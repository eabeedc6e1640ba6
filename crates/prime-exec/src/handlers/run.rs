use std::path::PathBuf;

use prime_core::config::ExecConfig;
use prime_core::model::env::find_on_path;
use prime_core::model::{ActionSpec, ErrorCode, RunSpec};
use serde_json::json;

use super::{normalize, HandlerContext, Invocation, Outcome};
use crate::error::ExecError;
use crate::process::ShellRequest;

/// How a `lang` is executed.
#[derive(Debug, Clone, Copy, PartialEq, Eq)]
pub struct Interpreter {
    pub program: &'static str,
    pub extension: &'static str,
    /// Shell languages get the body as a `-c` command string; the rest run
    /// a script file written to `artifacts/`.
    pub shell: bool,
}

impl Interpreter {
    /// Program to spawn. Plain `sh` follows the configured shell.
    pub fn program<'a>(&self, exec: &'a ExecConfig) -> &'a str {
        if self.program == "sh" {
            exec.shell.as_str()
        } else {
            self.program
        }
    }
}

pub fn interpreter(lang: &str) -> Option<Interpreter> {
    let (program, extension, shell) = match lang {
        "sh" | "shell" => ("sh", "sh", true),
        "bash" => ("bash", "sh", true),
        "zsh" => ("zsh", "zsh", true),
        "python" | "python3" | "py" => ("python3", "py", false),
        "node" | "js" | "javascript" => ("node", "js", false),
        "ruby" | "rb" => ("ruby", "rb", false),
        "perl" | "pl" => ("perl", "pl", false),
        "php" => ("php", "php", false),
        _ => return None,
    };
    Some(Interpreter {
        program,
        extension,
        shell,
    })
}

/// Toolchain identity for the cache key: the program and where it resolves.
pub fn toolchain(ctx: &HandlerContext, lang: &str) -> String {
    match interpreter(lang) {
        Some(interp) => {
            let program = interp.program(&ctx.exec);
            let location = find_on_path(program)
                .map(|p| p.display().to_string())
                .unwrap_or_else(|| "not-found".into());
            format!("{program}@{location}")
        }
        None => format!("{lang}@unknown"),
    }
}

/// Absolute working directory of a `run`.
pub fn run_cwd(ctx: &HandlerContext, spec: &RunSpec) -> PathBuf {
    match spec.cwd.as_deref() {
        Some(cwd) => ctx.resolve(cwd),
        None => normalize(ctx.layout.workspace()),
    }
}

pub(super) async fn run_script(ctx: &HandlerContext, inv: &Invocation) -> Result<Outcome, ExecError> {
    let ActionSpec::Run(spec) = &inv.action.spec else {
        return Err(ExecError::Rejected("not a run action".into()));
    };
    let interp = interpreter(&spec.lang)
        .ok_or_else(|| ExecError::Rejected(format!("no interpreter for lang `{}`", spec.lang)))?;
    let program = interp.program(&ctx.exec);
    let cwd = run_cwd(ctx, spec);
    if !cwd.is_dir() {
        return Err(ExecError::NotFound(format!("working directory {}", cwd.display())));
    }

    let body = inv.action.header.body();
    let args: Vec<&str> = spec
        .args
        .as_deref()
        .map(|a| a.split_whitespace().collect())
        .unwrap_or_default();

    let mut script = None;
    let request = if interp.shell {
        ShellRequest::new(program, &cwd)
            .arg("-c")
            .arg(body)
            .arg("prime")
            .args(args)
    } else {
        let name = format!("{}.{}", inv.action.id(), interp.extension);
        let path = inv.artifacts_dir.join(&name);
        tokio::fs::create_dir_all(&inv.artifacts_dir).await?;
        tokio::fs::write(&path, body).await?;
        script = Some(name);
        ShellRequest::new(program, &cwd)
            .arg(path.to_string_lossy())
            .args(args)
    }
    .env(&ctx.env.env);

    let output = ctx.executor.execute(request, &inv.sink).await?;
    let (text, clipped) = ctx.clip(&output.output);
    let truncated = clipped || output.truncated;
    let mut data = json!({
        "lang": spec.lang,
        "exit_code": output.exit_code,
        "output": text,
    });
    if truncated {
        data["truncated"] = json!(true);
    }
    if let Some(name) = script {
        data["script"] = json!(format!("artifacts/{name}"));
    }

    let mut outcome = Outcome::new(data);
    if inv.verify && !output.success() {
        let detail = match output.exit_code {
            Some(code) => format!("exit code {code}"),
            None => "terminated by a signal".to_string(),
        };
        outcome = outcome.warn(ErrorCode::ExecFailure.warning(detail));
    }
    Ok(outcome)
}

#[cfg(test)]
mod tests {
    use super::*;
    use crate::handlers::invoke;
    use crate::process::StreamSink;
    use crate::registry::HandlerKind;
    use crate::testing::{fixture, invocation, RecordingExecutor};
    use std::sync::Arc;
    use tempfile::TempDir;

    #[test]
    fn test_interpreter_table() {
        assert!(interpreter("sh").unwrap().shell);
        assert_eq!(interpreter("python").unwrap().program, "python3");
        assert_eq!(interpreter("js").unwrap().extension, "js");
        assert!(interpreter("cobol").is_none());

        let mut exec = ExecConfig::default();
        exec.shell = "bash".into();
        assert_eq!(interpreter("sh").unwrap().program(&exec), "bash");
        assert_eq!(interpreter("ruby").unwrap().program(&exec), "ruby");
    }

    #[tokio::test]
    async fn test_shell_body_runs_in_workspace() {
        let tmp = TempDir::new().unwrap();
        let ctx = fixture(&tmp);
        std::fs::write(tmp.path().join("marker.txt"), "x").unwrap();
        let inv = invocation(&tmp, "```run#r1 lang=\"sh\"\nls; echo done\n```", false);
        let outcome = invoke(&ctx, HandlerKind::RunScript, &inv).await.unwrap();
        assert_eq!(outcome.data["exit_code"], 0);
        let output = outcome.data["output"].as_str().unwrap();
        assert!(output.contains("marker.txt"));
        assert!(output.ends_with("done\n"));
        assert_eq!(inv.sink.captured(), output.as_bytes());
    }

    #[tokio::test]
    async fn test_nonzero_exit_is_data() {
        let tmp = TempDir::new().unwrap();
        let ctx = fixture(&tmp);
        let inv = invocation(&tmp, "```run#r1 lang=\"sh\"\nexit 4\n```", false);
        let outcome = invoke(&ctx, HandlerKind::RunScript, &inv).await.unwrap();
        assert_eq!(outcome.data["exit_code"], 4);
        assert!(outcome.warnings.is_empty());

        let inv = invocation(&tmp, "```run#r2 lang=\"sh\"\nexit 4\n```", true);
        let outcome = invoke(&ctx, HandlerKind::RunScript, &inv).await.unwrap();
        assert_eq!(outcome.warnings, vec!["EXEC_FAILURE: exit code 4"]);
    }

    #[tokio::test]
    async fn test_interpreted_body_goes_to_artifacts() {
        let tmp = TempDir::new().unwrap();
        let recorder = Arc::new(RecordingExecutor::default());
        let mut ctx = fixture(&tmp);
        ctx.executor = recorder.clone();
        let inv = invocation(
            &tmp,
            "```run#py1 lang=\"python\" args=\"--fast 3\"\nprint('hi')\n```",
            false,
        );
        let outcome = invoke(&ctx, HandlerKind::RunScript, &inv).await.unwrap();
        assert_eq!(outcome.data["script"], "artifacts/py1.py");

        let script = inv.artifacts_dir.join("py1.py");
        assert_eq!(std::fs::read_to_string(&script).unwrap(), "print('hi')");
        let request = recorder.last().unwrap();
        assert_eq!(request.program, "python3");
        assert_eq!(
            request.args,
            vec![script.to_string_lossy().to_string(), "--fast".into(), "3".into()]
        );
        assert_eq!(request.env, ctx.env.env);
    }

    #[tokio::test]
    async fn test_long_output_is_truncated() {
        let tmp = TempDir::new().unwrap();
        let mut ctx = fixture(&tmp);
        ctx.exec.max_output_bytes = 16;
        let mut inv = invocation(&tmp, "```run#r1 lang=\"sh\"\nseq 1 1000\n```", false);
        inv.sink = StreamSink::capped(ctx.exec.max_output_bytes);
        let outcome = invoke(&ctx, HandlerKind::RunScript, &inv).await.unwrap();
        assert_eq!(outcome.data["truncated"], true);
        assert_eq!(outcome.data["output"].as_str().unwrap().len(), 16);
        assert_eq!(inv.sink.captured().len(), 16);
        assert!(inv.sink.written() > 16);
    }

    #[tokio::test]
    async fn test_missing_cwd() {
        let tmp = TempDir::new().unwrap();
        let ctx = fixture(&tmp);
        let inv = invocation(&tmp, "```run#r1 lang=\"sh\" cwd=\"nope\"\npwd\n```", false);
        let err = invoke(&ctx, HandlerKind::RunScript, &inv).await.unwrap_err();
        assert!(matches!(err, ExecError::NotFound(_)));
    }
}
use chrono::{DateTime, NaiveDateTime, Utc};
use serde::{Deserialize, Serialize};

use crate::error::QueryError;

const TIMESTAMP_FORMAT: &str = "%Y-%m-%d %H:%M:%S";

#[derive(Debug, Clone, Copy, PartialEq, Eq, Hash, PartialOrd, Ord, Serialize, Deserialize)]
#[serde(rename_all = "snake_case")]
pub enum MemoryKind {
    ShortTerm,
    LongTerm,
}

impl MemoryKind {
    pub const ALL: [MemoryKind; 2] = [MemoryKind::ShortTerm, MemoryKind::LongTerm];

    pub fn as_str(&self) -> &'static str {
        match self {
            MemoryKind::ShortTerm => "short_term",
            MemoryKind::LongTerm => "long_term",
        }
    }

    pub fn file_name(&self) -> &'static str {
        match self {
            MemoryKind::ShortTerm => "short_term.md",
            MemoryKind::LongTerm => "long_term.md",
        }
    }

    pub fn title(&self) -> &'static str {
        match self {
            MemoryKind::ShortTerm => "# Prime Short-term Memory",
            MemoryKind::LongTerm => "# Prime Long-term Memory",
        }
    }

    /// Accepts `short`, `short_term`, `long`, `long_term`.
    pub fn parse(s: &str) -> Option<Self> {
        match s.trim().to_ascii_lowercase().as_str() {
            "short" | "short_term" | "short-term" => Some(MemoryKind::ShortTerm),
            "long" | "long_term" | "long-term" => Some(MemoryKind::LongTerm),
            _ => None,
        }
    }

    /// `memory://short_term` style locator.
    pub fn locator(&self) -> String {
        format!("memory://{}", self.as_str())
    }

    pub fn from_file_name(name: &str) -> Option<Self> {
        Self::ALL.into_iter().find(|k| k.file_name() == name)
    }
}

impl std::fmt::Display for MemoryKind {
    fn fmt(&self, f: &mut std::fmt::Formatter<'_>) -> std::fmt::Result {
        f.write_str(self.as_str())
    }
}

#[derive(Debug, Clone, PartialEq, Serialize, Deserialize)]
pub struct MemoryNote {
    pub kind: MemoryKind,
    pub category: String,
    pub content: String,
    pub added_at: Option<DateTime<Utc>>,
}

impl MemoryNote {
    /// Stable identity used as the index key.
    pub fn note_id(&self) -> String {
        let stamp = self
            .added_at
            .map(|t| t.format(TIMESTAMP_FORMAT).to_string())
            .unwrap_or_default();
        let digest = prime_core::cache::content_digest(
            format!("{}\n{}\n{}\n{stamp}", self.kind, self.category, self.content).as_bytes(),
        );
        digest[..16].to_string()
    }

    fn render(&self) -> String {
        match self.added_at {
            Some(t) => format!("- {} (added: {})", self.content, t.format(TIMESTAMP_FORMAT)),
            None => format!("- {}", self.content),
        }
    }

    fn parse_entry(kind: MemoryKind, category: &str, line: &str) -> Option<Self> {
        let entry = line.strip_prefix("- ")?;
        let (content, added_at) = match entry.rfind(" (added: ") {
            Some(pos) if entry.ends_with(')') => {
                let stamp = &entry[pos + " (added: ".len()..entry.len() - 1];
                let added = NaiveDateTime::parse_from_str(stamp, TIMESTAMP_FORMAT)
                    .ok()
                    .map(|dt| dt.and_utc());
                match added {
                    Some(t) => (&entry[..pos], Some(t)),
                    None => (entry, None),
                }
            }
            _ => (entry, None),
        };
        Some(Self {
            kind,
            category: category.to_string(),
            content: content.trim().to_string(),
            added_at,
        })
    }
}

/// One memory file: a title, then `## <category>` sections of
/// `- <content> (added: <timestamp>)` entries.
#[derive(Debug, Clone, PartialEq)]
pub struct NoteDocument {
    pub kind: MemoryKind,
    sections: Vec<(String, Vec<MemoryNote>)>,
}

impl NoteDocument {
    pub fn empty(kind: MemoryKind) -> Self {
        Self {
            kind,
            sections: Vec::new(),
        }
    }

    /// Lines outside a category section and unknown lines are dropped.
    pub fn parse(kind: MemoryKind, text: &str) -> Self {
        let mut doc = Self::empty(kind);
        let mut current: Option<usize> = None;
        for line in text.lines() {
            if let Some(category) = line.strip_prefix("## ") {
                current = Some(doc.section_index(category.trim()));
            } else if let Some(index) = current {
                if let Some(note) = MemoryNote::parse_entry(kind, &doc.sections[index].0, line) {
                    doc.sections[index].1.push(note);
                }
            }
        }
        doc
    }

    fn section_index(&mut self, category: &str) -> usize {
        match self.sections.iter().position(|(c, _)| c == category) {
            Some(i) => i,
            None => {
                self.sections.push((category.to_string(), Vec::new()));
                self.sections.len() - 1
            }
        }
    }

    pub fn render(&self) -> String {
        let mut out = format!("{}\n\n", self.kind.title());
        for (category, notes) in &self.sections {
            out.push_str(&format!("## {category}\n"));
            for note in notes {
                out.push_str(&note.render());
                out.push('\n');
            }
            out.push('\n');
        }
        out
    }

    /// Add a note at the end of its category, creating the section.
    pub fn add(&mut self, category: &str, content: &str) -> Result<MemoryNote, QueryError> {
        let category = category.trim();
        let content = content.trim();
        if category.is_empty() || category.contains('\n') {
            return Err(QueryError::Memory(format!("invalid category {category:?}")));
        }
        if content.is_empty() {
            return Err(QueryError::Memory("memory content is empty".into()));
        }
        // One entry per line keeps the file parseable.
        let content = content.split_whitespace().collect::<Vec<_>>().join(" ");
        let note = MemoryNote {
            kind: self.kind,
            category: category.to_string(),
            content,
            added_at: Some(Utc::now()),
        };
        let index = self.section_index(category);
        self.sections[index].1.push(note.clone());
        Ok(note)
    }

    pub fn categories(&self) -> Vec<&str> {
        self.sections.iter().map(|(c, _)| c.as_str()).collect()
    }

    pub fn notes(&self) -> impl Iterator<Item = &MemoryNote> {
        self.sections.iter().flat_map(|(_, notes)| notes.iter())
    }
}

#### What needs to be done:
The answer must be all the lines above that hold the word "contains".

#### Answer below:
        assert!(output.contains("marker.txt"));
        if category.is_empty() || category.contains('\n') {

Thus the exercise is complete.